Task directions
Go through the entries and say how many lines contain the string "feed". The number is the whole answer.

──────────────────────────────

//! Integration tests for the HTTP API
//!
//! Runs the router in-process with the offline generator

use axum::{
    body::Body,
    http::{Request, StatusCode},
    Router,
};
use futures_util::future::BoxFuture;
use serde_json::{json, Value};
use std::sync::Arc;
use std::time::Duration;
use tower::ServiceExt;

use lesson_engine::config::AppConfig;
use lesson_engine::core::{create_router, ContentGenerator, ModelClient};
use lesson_engine::types::GenerationError;

/// Answers every outline request after a delay
struct SlowModel(Duration);

impl ModelClient for SlowModel {
    fn generate_json<'a>(&'a self, _prompt: &'a str, _schema: &'a Value) -> BoxFuture<'a, Result<String, GenerationError>> {
        Box::pin(async move {
            tokio::time::sleep(self.0).await;
            Ok(r#"{"topic":"Woodworking","units":[{"title":"Tools","description":"","lessons":[{"title":"Saws","description":""}]}]}"#.to_string())
        })
    }
}

fn create_test_router() -> Router {
    let config = AppConfig { seed: Some(7), ..AppConfig::default() };
    create_router(config, ContentGenerator::offline())
}

async fn send(app: &Router, method: &str, uri: &str, body: Option<Value>) -> (StatusCode, Value) {
    let mut builder = Request::builder().method(method).uri(uri);
    let body = match body {
        Some(json) => {
            builder = builder.header("content-type", "application/json");
            Body::from(json.to_string())
        }
        None => Body::empty(),
    };
    let response = app.clone().oneshot(builder.body(body).unwrap()).await.unwrap();
    let status = response.status();
    let bytes = axum::body::to_bytes(response.into_body(), usize::MAX).await.unwrap();
    let json = if bytes.is_empty() { Value::Null } else { serde_json::from_slice(&bytes).unwrap() };
    (status, json)
}

async fn new_session(app: &Router, goal: &str) -> String {
    let (status, json) = send(app, "POST", "/session/new", Some(json!({ "profile": { "goal": goal } }))).await;
    assert_eq!(status, StatusCode::OK);
    json["session_id"].as_str().unwrap().to_string()
}

#[tokio::test]
async fn test_health_endpoint() {
    let app = create_test_router();
    let (status, json) = send(&app, "GET", "/health", None).await;
    assert_eq!(status, StatusCode::OK);
    assert_eq!(json["status"], "ok");
    assert!(json["version"].is_string());
    assert_eq!(json["generator_online"], false);
}

#[tokio::test]
async fn test_create_session_without_body() {
    let app = create_test_router();
    let (status, json) = send(&app, "POST", "/session/new", None).await;
    assert_eq!(status, StatusCode::OK);
    let id = json["session_id"].as_str().unwrap();
    assert_eq!(json["websocket_url"], format!("/ws/{}", id));

    let (status, view) = send(&app, "GET", &format!("/session/{}", id), None).await;
    assert_eq!(status, StatusCode::OK);
    assert_eq!(view["profile"], Value::Null);
    assert_eq!(view["ledger"]["food"], 0);

    let (_, health) = send(&app, "GET", "/health", None).await;
    assert_eq!(health["sessions_active"], 1);
}

#[tokio::test]
async fn test_unknown_session_is_404() {
    let app = create_test_router();
    let (status, json) = send(&app, "GET", "/session/nope", None).await;
    assert_eq!(status, StatusCode::NOT_FOUND);
    assert_eq!(json["code"], "SESSION_NOT_FOUND");

    let (status, _) = send(&app, "POST", "/session/nope/command", Some(json!({ "type": "feed" }))).await;
    assert_eq!(status, StatusCode::NOT_FOUND);
}

#[tokio::test]
async fn test_course_requires_profile() {
    let app = create_test_router();
    let (_, json) = send(&app, "POST", "/session/new", None).await;
    let id = json["session_id"].as_str().unwrap();

    let (status, json) = send(&app, "POST", &format!("/session/{}/course", id), None).await;
    assert_eq!(status, StatusCode::BAD_REQUEST);
    assert_eq!(json["code"], "S502_NO_PROFILE");

    let profile = json!({ "goal": "marketing", "background": "writer", "petPreference": "cat" });
    let (status, json) = send(&app, "PUT", &format!("/session/{}/profile", id), Some(profile)).await;
    assert_eq!(status, StatusCode::OK);
    assert_eq!(json["view"]["profile"]["petPreference"], "cat");
}

#[tokio::test]
async fn test_offline_unknown_goal_is_bad_gateway() {
    let app = create_test_router();
    let id = new_session(&app, "pottery").await;
    let (status, json) = send(&app, "POST", &format!("/session/{}/course", id), None).await;
    assert_eq!(status, StatusCode::BAD_GATEWAY);
    assert_eq!(json["code"], "S506_GENERATION_FAILED");
}

#[tokio::test]
async fn test_course_lesson_and_commands() {
    let app = create_test_router();
    let id = new_session(&app, "marketing").await;

    let (status, json) = send(&app, "POST", &format!("/session/{}/course", id), None).await;
    assert_eq!(status, StatusCode::OK);
    assert_eq!(json["output"]["reason"], "S504_COURSE_READY");
    assert_eq!(json["view"]["course"]["topic"], "Generative AI Content Creation");
    assert_eq!(json["view"]["ledger"]["food"], 3);

    let (status, json) = send(&app, "POST", &format!("/session/{}/lesson/l2-firefly", id), None).await;
    assert_eq!(status, StatusCode::CONFLICT);
    assert_eq!(json["code"], "S510_LESSON_LOCKED");

    let (status, json) = send(&app, "POST", &format!("/session/{}/lesson/l1-what-is-genai", id), None).await;
    assert_eq!(status, StatusCode::OK);
    assert_eq!(json["output"]["reason"], "S512_LESSON_READY");
    let lesson = &json["view"]["lesson"];
    assert_eq!(lesson["phase"], "THEORY");
    assert_eq!(lesson["hearts"], 2);

    // Course cannot be cleared mid-lesson
    let (status, _) = send(&app, "DELETE", &format!("/session/{}/course", id), None).await;
    assert_eq!(status, StatusCode::CONFLICT);

    let command = format!("/session/{}/command", id);
    let (status, json) = send(&app, "POST", &command, Some(json!({ "type": "start_quiz" }))).await;
    assert_eq!(status, StatusCode::OK);
    assert_eq!(json["view"]["lesson"]["phase"], "QUIZ");
    assert_eq!(json["view"]["lesson"]["question"]["type"], "MULTIPLE_CHOICE");

    let pick = json!({ "type": "select_option", "option": "There is no difference" });
    send(&app, "POST", &command, Some(pick)).await;
    let (_, json) = send(&app, "POST", &command, Some(json!({ "type": "submit" }))).await;
    let lesson = &json["view"]["lesson"];
    assert_eq!(lesson["status"], "INCORRECT");
    assert_eq!(lesson["hearts"], 1);
    assert_eq!(lesson["revealed_answer"], "Traditional AI analyzes patterns, Generative AI creates new content");

    let (status, json) = send(&app, "POST", &command, Some(json!({ "type": "exit_lesson" }))).await;
    assert_eq!(status, StatusCode::OK);
    assert_eq!(json["view"]["lesson"], Value::Null);
    assert_eq!(json["view"]["ledger"]["food"], 3);

    let (status, json) = send(&app, "DELETE", &format!("/session/{}/course", id), None).await;
    assert_eq!(status, StatusCode::OK);
    assert_eq!(json["view"]["course"], Value::Null);
}

#[tokio::test]
async fn test_quiz_command_without_lesson() {
    let app = create_test_router();
    let id = new_session(&app, "marketing").await;
    let (status, json) = send(&app, "POST", &format!("/session/{}/command", id), Some(json!({ "type": "submit" }))).await;
    assert_eq!(status, StatusCode::NOT_FOUND);
    assert_eq!(json["code"], "S513_NO_ACTIVE_LESSON");

    let (status, json) = send(&app, "POST", &format!("/session/{}/command", id), Some(json!({ "type": "feed" }))).await;
    assert_eq!(status, StatusCode::OK);
    assert_eq!(json["output"]["feed"]["reason"], "F404_NO_FOOD");
}

#[tokio::test]
async fn test_abandoned_course_request_still_finishes() {
    let generator = ContentGenerator::new(Arc::new(SlowModel(Duration::from_millis(150))));
    let app = create_router(AppConfig::default(), generator);
    let id = new_session(&app, "woodworking").await;
    let course = format!("/session/{}/course", id);

    // Client gives up long before the model answers
    let abandoned = tokio::time::timeout(Duration::from_millis(20), send(&app, "POST", &course, None)).await;
    assert!(abandoned.is_err());

    let (_, view) = send(&app, "GET", &format!("/session/{}", id), None).await;
    assert_eq!(view["loading_course"], true);

    let mut settled = false;
    for _ in 0..50 {
        tokio::time::sleep(Duration::from_millis(20)).await;
        let (_, view) = send(&app, "GET", &format!("/session/{}", id), None).await;
        if view["loading_course"] == false {
            assert_eq!(view["course"]["topic"], "Woodworking");
            settled = true;
            break;
        }
    }
    assert!(settled, "course request never finished");

    // The learner can ask again
    let (status, json) = send(&app, "POST", &course, None).await;
    assert_eq!(status, StatusCode::OK);
    assert_eq!(json["output"]["reason"], "S504_COURSE_READY");
}

#[tokio::test]
async fn test_delete_session() {
    let app = create_test_router();
    let id = new_session(&app, "marketing").await;

    let (status, _) = send(&app, "DELETE", &format!("/session/{}", id), None).await;
    assert_eq!(status, StatusCode::NO_CONTENT);

    let (status, _) = send(&app, "GET", &format!("/session/{}", id), None).await;
    assert_eq!(status, StatusCode::NOT_FOUND);
    let (_, health) = send(&app, "GET", "/health", None).await;
    assert_eq!(health["sessions_active"], 0);

    let (status, _) = send(&app, "DELETE", &format!("/session/{}", id), None).await;
    assert_eq!(status, StatusCode::NOT_FOUND);
}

──────────────────────────────

Task answer
3